BEGIN

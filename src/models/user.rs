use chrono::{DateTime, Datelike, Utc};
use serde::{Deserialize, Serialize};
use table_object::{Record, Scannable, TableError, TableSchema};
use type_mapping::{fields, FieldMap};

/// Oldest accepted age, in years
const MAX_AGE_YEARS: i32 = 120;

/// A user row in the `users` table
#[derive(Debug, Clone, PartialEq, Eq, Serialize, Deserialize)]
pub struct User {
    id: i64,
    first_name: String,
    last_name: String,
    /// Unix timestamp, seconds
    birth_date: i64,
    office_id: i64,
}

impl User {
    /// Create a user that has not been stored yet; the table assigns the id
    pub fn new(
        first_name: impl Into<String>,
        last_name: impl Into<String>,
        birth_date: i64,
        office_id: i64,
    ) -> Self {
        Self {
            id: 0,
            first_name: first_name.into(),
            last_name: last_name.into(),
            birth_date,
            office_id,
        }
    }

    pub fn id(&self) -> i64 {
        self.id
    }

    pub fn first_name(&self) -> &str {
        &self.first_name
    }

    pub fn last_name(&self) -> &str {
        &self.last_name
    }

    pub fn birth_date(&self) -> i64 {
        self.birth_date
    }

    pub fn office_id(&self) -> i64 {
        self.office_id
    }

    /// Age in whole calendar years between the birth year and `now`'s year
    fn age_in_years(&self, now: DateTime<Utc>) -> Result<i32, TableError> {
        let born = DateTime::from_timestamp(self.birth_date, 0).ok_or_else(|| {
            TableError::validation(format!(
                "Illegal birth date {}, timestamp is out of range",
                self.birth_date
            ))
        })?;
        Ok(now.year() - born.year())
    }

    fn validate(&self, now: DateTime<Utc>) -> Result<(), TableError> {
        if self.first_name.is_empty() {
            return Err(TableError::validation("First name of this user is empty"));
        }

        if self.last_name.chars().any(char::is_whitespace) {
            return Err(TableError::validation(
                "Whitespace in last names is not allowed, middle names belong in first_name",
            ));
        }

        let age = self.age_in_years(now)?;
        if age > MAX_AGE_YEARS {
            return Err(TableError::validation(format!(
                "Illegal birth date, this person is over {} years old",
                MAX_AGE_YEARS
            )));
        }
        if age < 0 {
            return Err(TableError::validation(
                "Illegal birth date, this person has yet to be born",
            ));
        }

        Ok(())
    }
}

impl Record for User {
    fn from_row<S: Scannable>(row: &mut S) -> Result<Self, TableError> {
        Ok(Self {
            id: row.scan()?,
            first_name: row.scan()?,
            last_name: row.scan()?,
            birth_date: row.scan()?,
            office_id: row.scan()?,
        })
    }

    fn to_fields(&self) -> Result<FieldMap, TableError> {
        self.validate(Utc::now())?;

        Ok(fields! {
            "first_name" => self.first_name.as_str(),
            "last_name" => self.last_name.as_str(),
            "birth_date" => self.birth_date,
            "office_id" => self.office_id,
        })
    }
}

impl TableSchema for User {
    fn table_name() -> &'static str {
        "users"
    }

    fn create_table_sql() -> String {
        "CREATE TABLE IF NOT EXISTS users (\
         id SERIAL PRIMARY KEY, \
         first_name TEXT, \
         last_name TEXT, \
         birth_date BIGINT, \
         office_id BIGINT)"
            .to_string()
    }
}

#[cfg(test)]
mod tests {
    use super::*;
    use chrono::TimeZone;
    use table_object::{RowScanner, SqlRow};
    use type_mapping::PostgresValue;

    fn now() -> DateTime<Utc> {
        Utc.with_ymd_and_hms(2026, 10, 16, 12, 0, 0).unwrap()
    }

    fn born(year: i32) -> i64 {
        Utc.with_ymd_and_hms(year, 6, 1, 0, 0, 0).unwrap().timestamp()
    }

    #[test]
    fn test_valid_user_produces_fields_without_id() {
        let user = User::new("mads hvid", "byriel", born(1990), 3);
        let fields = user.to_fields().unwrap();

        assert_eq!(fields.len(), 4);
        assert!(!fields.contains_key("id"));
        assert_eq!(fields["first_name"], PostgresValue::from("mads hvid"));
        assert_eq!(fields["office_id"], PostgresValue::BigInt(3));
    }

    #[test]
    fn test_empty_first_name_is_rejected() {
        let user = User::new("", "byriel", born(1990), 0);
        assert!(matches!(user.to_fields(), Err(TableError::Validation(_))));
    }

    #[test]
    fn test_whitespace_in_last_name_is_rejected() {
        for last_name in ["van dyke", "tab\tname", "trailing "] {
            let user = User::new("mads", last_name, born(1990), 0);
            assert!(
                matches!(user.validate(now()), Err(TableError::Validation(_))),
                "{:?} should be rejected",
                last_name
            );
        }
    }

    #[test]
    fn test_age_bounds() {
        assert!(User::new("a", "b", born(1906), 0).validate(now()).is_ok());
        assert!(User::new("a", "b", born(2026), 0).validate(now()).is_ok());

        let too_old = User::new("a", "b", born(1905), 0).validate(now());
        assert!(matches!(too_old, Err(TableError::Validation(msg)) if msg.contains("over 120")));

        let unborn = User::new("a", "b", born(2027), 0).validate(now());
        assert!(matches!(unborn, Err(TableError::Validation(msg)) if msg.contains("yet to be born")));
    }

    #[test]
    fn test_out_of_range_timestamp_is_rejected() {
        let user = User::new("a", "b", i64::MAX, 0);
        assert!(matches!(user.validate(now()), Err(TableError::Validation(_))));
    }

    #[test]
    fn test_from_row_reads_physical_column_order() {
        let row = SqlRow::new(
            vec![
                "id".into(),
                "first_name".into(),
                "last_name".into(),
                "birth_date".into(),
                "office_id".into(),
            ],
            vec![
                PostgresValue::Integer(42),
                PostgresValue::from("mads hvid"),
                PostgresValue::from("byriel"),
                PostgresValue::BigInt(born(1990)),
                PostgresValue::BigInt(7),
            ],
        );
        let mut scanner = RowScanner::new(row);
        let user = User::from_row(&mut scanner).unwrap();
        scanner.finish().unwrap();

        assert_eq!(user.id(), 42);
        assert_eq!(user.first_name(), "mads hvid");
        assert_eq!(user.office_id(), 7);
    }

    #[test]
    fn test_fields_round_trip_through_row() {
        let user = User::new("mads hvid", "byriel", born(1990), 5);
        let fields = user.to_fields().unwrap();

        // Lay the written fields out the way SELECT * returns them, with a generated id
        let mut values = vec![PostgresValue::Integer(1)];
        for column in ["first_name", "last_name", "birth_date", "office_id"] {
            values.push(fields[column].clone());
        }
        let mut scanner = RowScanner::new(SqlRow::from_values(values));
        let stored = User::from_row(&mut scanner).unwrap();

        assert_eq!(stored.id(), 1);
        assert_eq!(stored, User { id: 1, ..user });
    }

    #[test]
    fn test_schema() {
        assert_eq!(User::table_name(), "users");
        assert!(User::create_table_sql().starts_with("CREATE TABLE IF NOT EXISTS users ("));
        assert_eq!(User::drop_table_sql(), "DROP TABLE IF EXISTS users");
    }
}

END

Task
All the lines above should come back exactly as written.

Response box
filename src/models/user.rs
use chrono::{DateTime, Datelike, Utc};
use serde::{Deserialize, Serialize};
use table_object::{Record, Scannable, TableError, TableSchema};
use type_mapping::{fields, FieldMap};

/// Oldest accepted age, in years
const MAX_AGE_YEARS: i32 = 120;

/// A user row in the `users` table
#[derive(Debug, Clone, PartialEq, Eq, Serialize, Deserialize)]
pub struct User {
    id: i64,
    first_name: String,
    last_name: String,
    /// Unix timestamp, seconds
    birth_date: i64,
    office_id: i64,
}

impl User {
    /// Create a user that has not been stored yet; the table assigns the id
    pub fn new(
        first_name: impl Into<String>,
        last_name: impl Into<String>,
        birth_date: i64,
        office_id: i64,
    ) -> Self {
        Self {
            id: 0,
            first_name: first_name.into(),
            last_name: last_name.into(),
            birth_date,
            office_id,
        }
    }

    pub fn id(&self) -> i64 {
        self.id
    }

    pub fn first_name(&self) -> &str {
        &self.first_name
    }

    pub fn last_name(&self) -> &str {
        &self.last_name
    }

    pub fn birth_date(&self) -> i64 {
        self.birth_date
    }

    pub fn office_id(&self) -> i64 {
        self.office_id
    }

    /// Age in whole calendar years between the birth year and `now`'s year
    fn age_in_years(&self, now: DateTime<Utc>) -> Result<i32, TableError> {
        let born = DateTime::from_timestamp(self.birth_date, 0).ok_or_else(|| {
            TableError::validation(format!(
                "Illegal birth date {}, timestamp is out of range",
                self.birth_date
            ))
        })?;
        Ok(now.year() - born.year())
    }

    fn validate(&self, now: DateTime<Utc>) -> Result<(), TableError> {
        if self.first_name.is_empty() {
            return Err(TableError::validation("First name of this user is empty"));
        }

        if self.last_name.chars().any(char::is_whitespace) {
            return Err(TableError::validation(
                "Whitespace in last names is not allowed, middle names belong in first_name",
            ));
        }

        let age = self.age_in_years(now)?;
        if age > MAX_AGE_YEARS {
            return Err(TableError::validation(format!(
                "Illegal birth date, this person is over {} years old",
                MAX_AGE_YEARS
            )));
        }
        if age < 0 {
            return Err(TableError::validation(
                "Illegal birth date, this person has yet to be born",
            ));
        }

        Ok(())
    }
}

impl Record for User {
    fn from_row<S: Scannable>(row: &mut S) -> Result<Self, TableError> {
        Ok(Self {
            id: row.scan()?,
            first_name: row.scan()?,
            last_name: row.scan()?,
            birth_date: row.scan()?,
            office_id: row.scan()?,
        })
    }

    fn to_fields(&self) -> Result<FieldMap, TableError> {
        self.validate(Utc::now())?;

        Ok(fields! {
            "first_name" => self.first_name.as_str(),
            "last_name" => self.last_name.as_str(),
            "birth_date" => self.birth_date,
            "office_id" => self.office_id,
        })
    }
}

impl TableSchema for User {
    fn table_name() -> &'static str {
        "users"
    }

    fn create_table_sql() -> String {
        "CREATE TABLE IF NOT EXISTS users (\
         id SERIAL PRIMARY KEY, \
         first_name TEXT, \
         last_name TEXT, \
         birth_date BIGINT, \
         office_id BIGINT)"
            .to_string()
    }
}

#[cfg(test)]
mod tests {
    use super::*;
    use chrono::TimeZone;
    use table_object::{RowScanner, SqlRow};
    use type_mapping::PostgresValue;

    fn now() -> DateTime<Utc> {
        Utc.with_ymd_and_hms(2026, 10, 16, 12, 0, 0).unwrap()
    }

    fn born(year: i32) -> i64 {
        Utc.with_ymd_and_hms(year, 6, 1, 0, 0, 0).unwrap().timestamp()
    }

    #[test]
    fn test_valid_user_produces_fields_without_id() {
        let user = User::new("mads hvid", "byriel", born(1990), 3);
        let fields = user.to_fields().unwrap();

        assert_eq!(fields.len(), 4);
        assert!(!fields.contains_key("id"));
        assert_eq!(fields["first_name"], PostgresValue::from("mads hvid"));
        assert_eq!(fields["office_id"], PostgresValue::BigInt(3));
    }

    #[test]
    fn test_empty_first_name_is_rejected() {
        let user = User::new("", "byriel", born(1990), 0);
        assert!(matches!(user.to_fields(), Err(TableError::Validation(_))));
    }

    #[test]
    fn test_whitespace_in_last_name_is_rejected() {
        for last_name in ["van dyke", "tab\tname", "trailing "] {
            let user = User::new("mads", last_name, born(1990), 0);
            assert!(
                matches!(user.validate(now()), Err(TableError::Validation(_))),
                "{:?} should be rejected",
                last_name
            );
        }
    }

    #[test]
    fn test_age_bounds() {
        assert!(User::new("a", "b", born(1906), 0).validate(now()).is_ok());
        assert!(User::new("a", "b", born(2026), 0).validate(now()).is_ok());

        let too_old = User::new("a", "b", born(1905), 0).validate(now());
        assert!(matches!(too_old, Err(TableError::Validation(msg)) if msg.contains("over 120")));

        let unborn = User::new("a", "b", born(2027), 0).validate(now());
        assert!(matches!(unborn, Err(TableError::Validation(msg)) if msg.contains("yet to be born")));
    }

    #[test]
    fn test_out_of_range_timestamp_is_rejected() {
        let user = User::new("a", "b", i64::MAX, 0);
        assert!(matches!(user.validate(now()), Err(TableError::Validation(_))));
    }

    #[test]
    fn test_from_row_reads_physical_column_order() {
        let row = SqlRow::new(
            vec![
                "id".into(),
                "first_name".into(),
                "last_name".into(),
                "birth_date".into(),
                "office_id".into(),
            ],
            vec![
                PostgresValue::Integer(42),
                PostgresValue::from("mads hvid"),
                PostgresValue::from("byriel"),
                PostgresValue::BigInt(born(1990)),
                PostgresValue::BigInt(7),
            ],
        );
        let mut scanner = RowScanner::new(row);
        let user = User::from_row(&mut scanner).unwrap();
        scanner.finish().unwrap();

        assert_eq!(user.id(), 42);
        assert_eq!(user.first_name(), "mads hvid");
        assert_eq!(user.office_id(), 7);
    }

    #[test]
    fn test_fields_round_trip_through_row() {
        let user = User::new("mads hvid", "byriel", born(1990), 5);
        let fields = user.to_fields().unwrap();

        // Lay the written fields out the way SELECT * returns them, with a generated id
        let mut values = vec![PostgresValue::Integer(1)];
        for column in ["first_name", "last_name", "birth_date", "office_id"] {
            values.push(fields[column].clone());
        }
        let mut scanner = RowScanner::new(SqlRow::from_values(values));
        let stored = User::from_row(&mut scanner).unwrap();

        assert_eq!(stored.id(), 1);
        assert_eq!(stored, User { id: 1, ..user });
    }

    #[test]
    fn test_schema() {
        assert_eq!(User::table_name(), "users");
        assert!(User::create_table_sql().starts_with("CREATE TABLE IF NOT EXISTS users ("));
        assert_eq!(User::drop_table_sql(), "DROP TABLE IF EXISTS users");
    }
}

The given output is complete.